Grand Canyon University isn't the villain in Phoenix mobile home flap

Student housing for Grand Canyon University students overlooks the mobile homes within Periwinkle Mobile Home Park in Phoenix on May 19, 2022.
Student housing for Grand Canyon University students overlooks the mobile homes within Periwinkle Mobile Home Park in Phoenix on May 19, 2022.

Low-income housing is a complicated and serious issue in our community, as was pointed out in an op-ed by Phoenix Vice Mayor Yassamin Ansari and City Council members Betty Guardado, Laura Pastor and Carlos Garcia.

It’s also an issue that requires a full understanding of the problem and facts that the op-ed did not provide.

The op-ed excluded two significant aspects in singling out Grand Canyon University and proposing an embargo on any redevelopment of a GCU-owned mobile home park.

GCU met every initial relocation request

First, contrary to the characterization of GCU as being “incapable” of privately handling relocation efforts involving the Periwinkle Mobile Home Park, it’s worth noting that:

  • GCU stated publicly when it acquired the property in 2016 that it would be used for future campus expansion and waited as long as it could to expand into the location. It also did not raise the rent during those seven years to help ease the transition.

  • After GCU informed the tenants that Periwinkle would be closing, the university met every one of the tenants’ initial relocation requests, providing more than half a million dollars in financial assistance and extending the move-out deadline far beyond what is legally required.

  • Six years ago, the Phoenix City Council unanimously approved GCU’s request to incorporate the Periwinkle property that it owns into the university’s existing campus Planned Unit Development zoning.

  • Although we tried to meet with each tenant to address their specific needs, the tenants asked for a third party. So GCU funded a third-party housing expert, Trellis, to work with each family individually.

Phoenix is helping 2 other parks, not ours

Trellis is experienced at finding public and private low-income funding sources and is helping every Periwinkle family that has been willing to meet find alternate housing.

Yet, roughly a third of the Periwinkle tenants have declined to meet with Trellis and are refusing any help.

The op-ed highlighted one tenant whom it characterized as someone who would soon be living on the streets. In reality, Trellis has already identified a federal housing voucher that it’s confident the tenant will qualify for and would pay 70% of his rent for the rest of his life.
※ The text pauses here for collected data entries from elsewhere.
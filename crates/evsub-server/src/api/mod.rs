mod subsidy;

use std::sync::Arc;

use axum::{
    http::{header, HeaderName, HeaderValue, Method},
    routing::get,
    Json, Router,
};
use evsub_scraper::SubsidyPageClient;
use serde::Serialize;
use tokio::sync::Mutex;
use tower::ServiceBuilder;
use tower_http::{cors::CorsLayer, set_header::SetResponseHeaderLayer, trace::TraceLayer};

use crate::cache::ResultCache;
use crate::middleware::{request_id, REQUEST_ID_HEADER};

/// Shared per-process state. The cache and refresh lock live as long as the
/// server does.
#[derive(Clone)]
pub struct AppState {
    pub client: SubsidyPageClient,
    pub cache: Arc<ResultCache>,
    /// Serializes cache misses so concurrent requests don't all hit upstream.
    pub refresh_lock: Arc<Mutex<()>>,
}

impl AppState {
    #[must_use]
    pub fn new(client: SubsidyPageClient, cache: ResultCache) -> Self {
        Self {
            client,
            cache: Arc::new(cache),
            refresh_lock: Arc::new(Mutex::new(())),
        }
    }
}

#[derive(Debug, Serialize, PartialEq, Eq)]
struct HealthData {
    status: &'static str,
}

fn build_cors() -> CorsLayer {
    CorsLayer::new()
        .allow_origin(tower_http::cors::Any)
        .allow_methods([Method::GET, Method::OPTIONS])
        .allow_headers([header::CONTENT_TYPE, HeaderName::from_static(REQUEST_ID_HEADER)])
}

pub fn build_app(state: AppState) -> Router {
    Router::new()
        .route("/api/health", get(health))
        .route("/api/subsidy", get(subsidy::get_subsidy))
        .route("/.netlify/functions/subsidy", get(subsidy::get_subsidy))
        .layer(
            ServiceBuilder::new()
                .layer(TraceLayer::new_for_http())
                .layer(build_cors())
                .layer(SetResponseHeaderLayer::overriding(
                    header::CACHE_CONTROL,
                    HeaderValue::from_static("no-store"),
                ))
                .layer(axum::middleware::from_fn(request_id)),
        )
        .with_state(state)
}

async fn health() -> Json<HealthData> {
    Json(HealthData { status: "ok" })
}

#[cfg(test)]
#[path = "api_test.rs"]
mod tests;
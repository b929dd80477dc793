use thiserror::Error;

/// Failures while retrieving the upstream subsidy page.
///
/// Extraction misses are not errors; see [`crate::ExtractionResult`].
#[derive(Debug, Error)]
pub enum FetchError {
    #[error("HTTP error: {0}")]
    Http(#[from] reqwest::Error),

    #[error("{source_id} HTTP {status}")]
    UnexpectedStatus { source_id: String, status: u16 },

    #[error("invalid source URL \"{url}\": {reason}")]
    InvalidUrl { url: String, reason: String },
}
He just has to be willing to meet with Trellis to receive it.

A second – and more egregious – fact was left out of the op-ed.

More time, resources:Mobile home park residents will get extra help

The city of Phoenix and its affiliated nonprofit entities, such as the Industrial Development Authority, are providing hundreds of thousands of dollars in relocation assistance to tenants at two other Phoenix mobile home parks that are closing.

But they have not extended that same assistance to Periwinkle tenants. Why?

Council members' solution is more costly

Because, unlike GCU, the out-of-state owners of those other parks are not offering any assistance, and the city can stretch its limited funding resources further to others, given that GCU is already stepping up to help Periwinkle tenants.

Rather than provide equitable financial assistance to tenants at all mobile home parks, these elected officials have instead disparaged Grand Canyon University and its efforts.

All the while they’re proposing zoning overlays that, because they strip the property rights of owners, would end up costing the city hundreds of millions of dollars in compensation to GCU and other landowners.

That’s a waste of taxpayer dollars and, frankly, not something the university wants.

GCU has worked hard to be a good neighbor

As GCU has expanded its campus in the last 10 years, it has taken great care to ensure that people at the properties it acquires are in as good or better situations than they have left.

That campus expansion has also provided the university with the funding and manpower to assist disadvantaged populations in our Maryvale neighborhood:

  • raising $7.6 million to provide 650 full-tuition scholarships to low-income students in our community in the past eight years;

  • offering free tutoring to more than 5,500 K-12 students;

  • renovating 469 homes and four schools in the surrounding community through a partnership with Habitat for Humanity;

  • partnering with Phoenix police on a $2.2 million safety initiative to reduce crime in the neighborhood;

  • providing more than $5 million in household goods from our on-campus CityServe warehouse to 9,500 families in need in just the first 18 months; and

  • creating job opportunities for area residents on both our campus and at eight additional GCU business enterprises.

We are confident that if the Periwinkle tenants are open to receiving help from Trellis and GCU, and the City Council treats them equitably, safe and appropriate solutions will be found for each tenant – just as GCU has successfully done throughout its history.